**EXERCISE PROMPT:** Using the entries that follow, collect the lines where the word "PartialEq" appears.

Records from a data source

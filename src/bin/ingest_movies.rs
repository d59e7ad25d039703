// src/bin/ingest_movies.rs
//
// Fetch one page of advanced-search results and replace the cached
// movie records with it.

use std::sync::Arc;

use anyhow::Context;
use log::info;

use movie_insights::application::{init_logging, AppState};
use movie_insights::config::{ApiConfig, AppConfig};
use movie_insights::domain::SearchQuery;
use movie_insights::integrations::{MovieSearchApi, OttDetailsClient};

const START_YEAR: i32 = 2019;
const END_YEAR: i32 = 2023;
const CONTENT_TYPE: &str = "movie";
const MIN_IMDB: f64 = 5.0;
const MAX_IMDB: f64 = 9.0;
const LANGUAGE: &str = "english";

fn main() -> anyhow::Result<()> {
    init_logging();

    let api_config = ApiConfig::from_env().context("loading search API settings")?;
    let state = AppState::initialize(AppConfig::from_env()?).context("opening document store")?;

    let search_api: Arc<dyn MovieSearchApi> = Arc::new(OttDetailsClient::new(&api_config)?);
    let ingestion = state.ingestion_service(search_api);

    let query = SearchQuery::new(START_YEAR, END_YEAR, CONTENT_TYPE, MIN_IMDB, MAX_IMDB, LANGUAGE);
    let written = ingestion.ingest(&query)?;

    info!(
        "Cached {} records under '{}'",
        written,
        state.record_keys().member_prefix()
    );
    Ok(())
}
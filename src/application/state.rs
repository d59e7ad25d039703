// src/application/state.rs
//
// Wiring for the entry points: store first, then services.

use std::sync::Arc;

use log::info;

use crate::config::{AppConfig, StoreConfig};
use crate::error::AppResult;
use crate::integrations::MovieSearchApi;
use crate::repositories::{DocumentStore, RecordKeys, RedisDocumentStore, SqliteDocumentStore};
use crate::services::{IngestionService, StatisticsService};

/// Everything one run needs, shared behind `Arc`s.
pub struct AppState {
    pub config: AppConfig,
    pub store: Arc<dyn DocumentStore>,
    pub statistics_service: Arc<StatisticsService>,
}

impl AppState {
    pub fn initialize(config: AppConfig) -> AppResult<Self> {
        let store = open_store(&config.store)?;
        let statistics_service = Arc::new(StatisticsService::new(
            store.clone(),
            config.record_keys(),
        ));

        Ok(Self {
            config,
            store,
            statistics_service,
        })
    }

    pub fn record_keys(&self) -> RecordKeys {
        self.config.record_keys()
    }

    /// Ingestion is the only operation that talks to the search API
    pub fn ingestion_service(&self, search_api: Arc<dyn MovieSearchApi>) -> IngestionService {
        IngestionService::new(search_api, self.store.clone(), self.record_keys())
    }
}

/// Open the configured backend. SQLite schemas are initialized on open.
pub fn open_store(config: &StoreConfig) -> AppResult<Arc<dyn DocumentStore>> {
    match config {
        StoreConfig::Redis { url, pool_size } => {
            info!("Using Redis document store (pool size {})", pool_size);
            Ok(Arc::new(RedisDocumentStore::connect(url, *pool_size)?))
        }
        StoreConfig::Sqlite { path, pool_size } => {
            info!("Using SQLite document store at {}", path.display());
            Ok(Arc::new(SqliteDocumentStore::open(path, *pool_size)?))
        }
    }
}
// src/services/statistics_service.rs
use std::sync::Arc;

use log::{debug, info, warn};

use crate::domain::{GenreCount, MovieRecord, RatingsByGenre, TopRatings};
use crate::error::{AppError, AppResult};
use crate::repositories::{DocumentStore, RecordKeys};

/// Default length of the top-ratings list
pub const DEFAULT_TOP_N: usize = 15;

/// The three aggregators. Each one scans the whole cached generation, reads
/// every document once, and reduces it into a summary. Nothing is persisted.
pub struct StatisticsService {
    store: Arc<dyn DocumentStore>,
    keys: RecordKeys,
}

impl StatisticsService {
    pub fn new(store: Arc<dyn DocumentStore>, keys: RecordKeys) -> Self {
        Self { store, keys }
    }

    /// Occurrences of each genre across all records. Ratings are never read,
    /// so a record with an unreadable rating still counts.
    pub fn genre_counts(&self) -> AppResult<GenreCount> {
        let records = self.load_records()?;
        let counts = GenreCount::from_records(&records);
        info!("Genre counts: {:?}", counts.sorted_desc());
        Ok(counts)
    }

    /// The `n` highest rated titles, best first.
    /// Fails with `EmptyDataset` when nothing is cached.
    pub fn top_ratings(&self, n: usize) -> AppResult<TopRatings> {
        let records = self.load_records()?;
        if records.is_empty() {
            return Err(self.empty_dataset());
        }
        Ok(TopRatings::rank(&records, n)?)
    }

    /// Ratings grouped under every genre their record lists
    pub fn ratings_by_genre(&self) -> AppResult<RatingsByGenre> {
        let records = self.load_records()?;
        Ok(RatingsByGenre::from_records(&records)?)
    }

    /// Every cached record in scan order.
    ///
    /// Keys under the prefix that are not `<prefix>:<index>` are ignored, and
    /// a key deleted between the scan and the read is skipped.
    fn load_records(&self) -> AppResult<Vec<MovieRecord>> {
        let keys = self.store.scan_keys(&self.keys.member_prefix())?;

        let mut records = Vec::with_capacity(keys.len());
        for key in keys {
            if self.keys.index_of(&key).is_none() {
                warn!("Ignoring non-record key '{}'", key);
                continue;
            }

            let Some(body) = self.store.get_document(&key)? else {
                debug!("'{}' vanished during scan", key);
                continue;
            };

            records.push(serde_json::from_str::<MovieRecord>(&body)?);
        }

        debug!("Loaded {} records", records.len());
        Ok(records)
    }

    fn empty_dataset(&self) -> AppError {
        AppError::EmptyDataset(format!("no records under '{}'", self.keys.member_prefix()))
    }
}
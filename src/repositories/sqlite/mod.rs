// src/repositories/sqlite/mod.rs

pub mod sqlite_document_store;

pub use sqlite_document_store::SqliteDocumentStore;
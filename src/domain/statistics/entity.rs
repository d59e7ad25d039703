use serde::Serialize;
use std::collections::BTreeMap;

use crate::domain::movie::MovieRecord;
use crate::domain::DomainResult;

/// Occurrences of each genre across all records
#[derive(Debug, Clone, Default, PartialEq, Eq, Serialize)]
pub struct GenreCount(BTreeMap<String, u32>);

impl GenreCount {
    pub fn from_records<'a, I>(records: I) -> Self
    where
        I: IntoIterator<Item = &'a MovieRecord>,
    {
        let mut counts = Self::default();
        for record in records {
            counts.add(record);
        }
        counts
    }

    /// Counts every genre the record lists. An empty list adds nothing.
    pub fn add(&mut self, record: &MovieRecord) {
        for genre in record.genres() {
            *self.0.entry(genre.to_string()).or_insert(0) += 1;
        }
    }

    pub fn get(&self, genre: &str) -> u32 {
        self.0.get(genre).copied().unwrap_or(0)
    }

    /// Number of (record, genre) pairs counted
    pub fn total(&self) -> u64 {
        self.0.values().map(|&c| u64::from(c)).sum()
    }

    pub fn len(&self) -> usize {
        self.0.len()
    }

    pub fn is_empty(&self) -> bool {
        self.0.is_empty()
    }

    pub fn iter(&self) -> impl Iterator<Item = (&str, u32)> {
        self.0.iter().map(|(g, &c)| (g.as_str(), c))
    }

    /// Most frequent first; equal counts fall back to genre name
    pub fn sorted_desc(&self) -> Vec<(&str, u32)> {
        let mut entries: Vec<(&str, u32)> = self.iter().collect();
        entries.sort_by(|a, b| b.1.cmp(&a.1).then_with(|| a.0.cmp(b.0)));
        entries
    }

    pub fn into_inner(self) -> BTreeMap<String, u32> {
        self.0
    }
}

/// A title with the rating it was ranked by
#[derive(Debug, Clone, PartialEq, Serialize)]
pub struct RatedTitle {
    pub title: String,
    pub rating: f64,
}

/// Highest rated titles, best first
#[derive(Debug, Clone, Default, PartialEq, Serialize)]
pub struct TopRatings(Vec<RatedTitle>);

impl TopRatings {
    /// Sorts by rating descending and keeps the first `n`.
    /// The sort is stable, so equal ratings keep their scan order.
    pub fn rank<'a, I>(records: I, n: usize) -> DomainResult<Self>
    where
        I: IntoIterator<Item = &'a MovieRecord>,
    {
        let mut rated = records
            .into_iter()
            .map(|record| {
                Ok(RatedTitle {
                    title: record.title.clone(),
                    rating: record.rating_or_zero()?,
                })
            })
            .collect::<DomainResult<Vec<RatedTitle>>>()?;

        rated.sort_by(|a, b| b.rating.total_cmp(&a.rating));
        rated.truncate(n);
        Ok(Self(rated))
    }

    pub fn len(&self) -> usize {
        self.0.len()
    }

    pub fn is_empty(&self) -> bool {
        self.0.is_empty()
    }

    pub fn entries(&self) -> &[RatedTitle] {
        &self.0
    }

    pub fn titles(&self) -> Vec<&str> {
        self.0.iter().map(|r| r.title.as_str()).collect()
    }

    pub fn ratings(&self) -> Vec<f64> {
        self.0.iter().map(|r| r.rating).collect()
    }
}

/// Ratings of every record listing a genre, grouped by that genre
#[derive(Debug, Clone, Default, PartialEq, Serialize)]
pub struct RatingsByGenre(BTreeMap<String, Vec<f64>>);

impl RatingsByGenre {
    pub fn from_records<'a, I>(records: I) -> DomainResult<Self>
    where
        I: IntoIterator<Item = &'a MovieRecord>,
    {
        let mut grouped = Self::default();
        for record in records {
            grouped.add(record)?;
        }
        Ok(grouped)
    }

    /// Appends the record's rating under each of its genres
    pub fn add(&mut self, record: &MovieRecord) -> DomainResult<()> {
        let rating = record.rating_or_zero()?;
        for genre in record.genres() {
            self.0.entry(genre.to_string()).or_default().push(rating);
        }
        Ok(())
    }

    pub fn get(&self, genre: &str) -> Option<&[f64]> {
        self.0.get(genre).map(Vec::as_slice)
    }

    pub fn len(&self) -> usize {
        self.0.len()
    }

    pub fn is_empty(&self) -> bool {
        self.0.is_empty()
    }

    pub fn iter(&self) -> impl Iterator<Item = (&str, &[f64])> {
        self.0.iter().map(|(g, r)| (g.as_str(), r.as_slice()))
    }

    /// Median rating per genre, in genre order
    pub fn medians(&self) -> Vec<(&str, f64)> {
        self.iter()
            .filter_map(|(genre, ratings)| median(ratings).map(|m| (genre, m)))
            .collect()
    }

    pub fn into_inner(self) -> BTreeMap<String, Vec<f64>> {
        self.0
    }
}

/// Median of the values; the mean of the two middle values for even lengths
pub fn median(values: &[f64]) -> Option<f64> {
    if values.is_empty() {
        return None;
    }
    let mut sorted = values.to_vec();
    sorted.sort_by(f64::total_cmp);

    let mid = sorted.len() / 2;
    if sorted.len() % 2 == 0 {
        Some((sorted[mid - 1] + sorted[mid]) / 2.0)
    } else {
        Some(sorted[mid])
    }
}
//! Statistics invariants:
//!
//! 1. Summaries are ALWAYS derived from the cached records, NEVER stored
//! 2. Summaries are recomputed from scratch on every run
//! 3. A record's rating is counted once under each genre it lists
//! 4. Unrated records count as rating 0

pub mod entity;
pub use entity::{median, GenreCount, RatedTitle, RatingsByGenre, TopRatings};
// src/services/mod.rs
//
// Services Module - Orchestration Layer

pub mod ingestion_service;
pub mod statistics_service;

#[cfg(test)]
mod ingestion_service_tests;

pub use ingestion_service::IngestionService;

pub use statistics_service::{StatisticsService, DEFAULT_TOP_N};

**RESULT OF THIS EXERCISE:**
#[derive(Debug, Clone, Default, PartialEq, Eq, Serialize)]
#[derive(Debug, Clone, PartialEq, Serialize)]
#[derive(Debug, Clone, Default, PartialEq, Serialize)]
#[derive(Debug, Clone, Default, PartialEq, Serialize)]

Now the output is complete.